Is the GPU Half-Empty or Half-Full? Practical Scheduling Techniques for LLMs
Ferdi Kossmann, Bruce Fontaine, Daya Khudia, Michael Cafarella, Samuel Madden
TL;DR
The paper investigates how to efficiently schedule concurrent requests for large language model inference, focusing on two architectural levels: engine-level schedulers on each server and load-balancing across replicas. By surveying existing policies from the literature and production systems, the authors show a trade-off between high performance and complexity, motivating two new drop-in techniques: LARRY (engine-level) and SAL (token-aware load balancing). In extensive experiments on production traces with both single and multi-server deployments, LARRY and SAL outperform baselines, reducing time-to-first-token and improving throughput while maintaining low preemption rates. The work demonstrates that memory-aware, token-aware scheduling can yield practical, deployable gains for real-world LLM serving deployments.
Abstract
Serving systems for Large Language Models (LLMs) improve throughput by processing several requests concurrently. However, multiplexing hardware resources between concurrent requests involves non-trivial scheduling decisions.
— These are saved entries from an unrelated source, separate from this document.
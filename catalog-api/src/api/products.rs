use axum::{
    routing::{get, post},
    Router,
    Json,
    extract::{State, Path, Query},
    http::StatusCode,
};
use serde::{Deserialize, Serialize};
use validator::{Validate, ValidationError};
use std::sync::Arc;

use crate::domain::models::product::{NewProduct, Product, ProductPatch};
use crate::domain::services::product_service::ProductService;
use crate::error::AppError;
use crate::server::AppState;
use crate::utils::pagination::{PageRequest, Paginated, PaginationParams};

pub fn routes() -> Router<Arc<AppState>> {
    Router::new()
        .route("/", get(list_products).post(create_product))
        .route("/generate-description", post(generate_description))
        .route("/{slug}", get(get_product).put(update_product).delete(delete_product))
}

#[derive(Debug, Serialize)]
pub struct ProductResponse {
    pub name: String,
    pub slug: String,
    pub description: Option<String>,
    pub price: f64,
    pub quantity: i32,
}

impl From<Product> for ProductResponse {
    fn from(product: Product) -> Self {
        Self {
            name: product.name,
            slug: product.slug,
            description: product.description,
            price: product.price,
            quantity: product.quantity,
        }
    }
}

#[derive(Debug, Deserialize, Validate)]
pub struct CreateProductRequest {
    #[validate(required(message = "Name is required"), custom(function = "not_blank"))]
    pub name: Option<String>,
    pub description: Option<String>,
    #[validate(required(message = "Price is required"), range(exclusive_min = 0.0, message = "Price must be a positive value"))]
    pub price: Option<f64>,
    #[validate(required(message = "Quantity is required"), range(min = 0, message = "Quantity must be a positive value"))]
    pub quantity: Option<i32>,
}

impl CreateProductRequest {
    /// 仅在 `validate()` 通过后调用
    fn into_new_product(self) -> Result<NewProduct, AppError> {
        match (self.name, self.price, self.quantity) {
            (Some(name), Some(price), Some(quantity)) => Ok(NewProduct {
                name,
                description: self.description,
                price,
                quantity,
            }),
            _ => Err(AppError::Validation("name, price and quantity are required".to_string())),
        }
    }
}

#[derive(Debug, Deserialize, Validate)]
pub struct UpdateProductRequest {
    #[validate(custom(function = "not_whitespace"))]
    pub name: Option<String>,
    pub description: Option<String>,
    #[validate(range(exclusive_min = 0.0, message = "Price must be a positive value"))]
    pub price: Option<f64>,
    #[validate(range(min = 0, message = "Quantity must be a positive value"))]
    pub quantity: Option<i32>,
}

impl From<UpdateProductRequest> for ProductPatch {
    fn from(request: UpdateProductRequest) -> Self {
        Self {
            name: request.name,
            description: request.description,
            price: request.price,
            quantity: request.quantity,
        }
    }
}

#[derive(Debug, Deserialize)]
pub struct DescriptionRequest {
    pub name: Option<String>,
}

fn not_blank(value: &str) -> Result<(), ValidationError> {
    if value.trim().is_empty() {
        return Err(ValidationError::new("blank").with_message("Name is required".into()));
    }
    Ok(())
}

/// 更新时空串表示不修改，只拒绝纯空白
fn not_whitespace(value: &str) -> Result<(), ValidationError> {
    if value.is_empty() {
        return Ok(());
    }
    not_blank(value)
}

async fn list_products(
    State(state): State<Arc<AppState>>,
    Query(params): Query<PaginationParams>,
) -> Result<Json<Paginated<ProductResponse>>, AppError> {
    let product_service = ProductService::new(state.products.clone());

    let page = product_service.list_products(PageRequest::from(params)).await?;

    Ok(Json(Paginated::from(page.map(ProductResponse::from))))
}

async fn get_product(
    State(state): State<Arc<AppState>>,
    Path(slug): Path<String>,
) -> Result<Json<ProductResponse>, AppError> {
    let product_service = ProductService::new(state.products.clone());

    let product = product_service.get_product(&slug).await?;

    Ok(Json(ProductResponse::from(product)))
}

async fn create_product(
    State(state): State<Arc<AppState>>,
    Json(payload): Json<CreateProductRequest>,
) -> Result<(StatusCode, Json<ProductResponse>), AppError> {
    // 验证请求
    payload.validate().map_err(|e| AppError::Validation(e.to_string()))?;

    let product_service = ProductService::new(state.products.clone());

    let product = product_service.create_product(payload.into_new_product()?).await?;

    Ok((StatusCode::CREATED, Json(ProductResponse::from(product))))
}

async fn update_product(
    State(state): State<Arc<AppState>>,
    Path(slug): Path<String>,
    Json(payload): Json<UpdateProductRequest>,
) -> Result<Json<ProductResponse>, AppError> {
    // 验证请求
    payload.validate().map_err(|e| AppError::Validation(e.to_string()))?;

    let product_service = ProductService::new(state.products.clone());

    let product = product_service.update_product(&slug, payload.into()).await?;

    Ok(Json(ProductResponse::from(product)))
}

async fn delete_product(
    State(state): State<Arc<AppState>>,
    Path(slug): Path<String>,
) -> Result<String, AppError> {
    let product_service = ProductService::new(state.products.clone());

    let product = product_service.delete_product(&slug).await?;

    Ok(format!("Deleted {} successfully!", product.name))
}

async fn generate_description(
    State(state): State<Arc<AppState>>,
    Json(payload): Json<DescriptionRequest>,
) -> Result<String, AppError> {
    let name = payload
        .name
        .filter(|name| !name.is_empty())
        .ok_or_else(|| {
            AppError::BadRequest(
                "Product name is missing, please enter product name before generating description".to_string(),
            )
        })?;

    // 失败时返回的也是文本，直接透传
    Ok(state.llm.generate_description(&name).await)
}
Practical serving systems typically implement these decisions at two levels: First, a load balancer routes requests to different servers which each hold a replica of the LLM. Then, on each server, an engine-level scheduler decides when to run a request, or when to queue or preempt it. Improved scheduling policies may benefit a wide range of LLM deployments and can often be implemented as "drop-in replacements" to a system's current policy. In this work, we survey scheduling techniques from the literature and from practical serving systems. We find that schedulers from the literature often achieve good performance but introduce significant complexity. In contrast, schedulers in practical deployments often leave easy performance gains on the table but are easy to implement, deploy and configure. This finding motivates us to introduce two new scheduling techniques, which are both easy to implement, and outperform current techniques on production workload traces.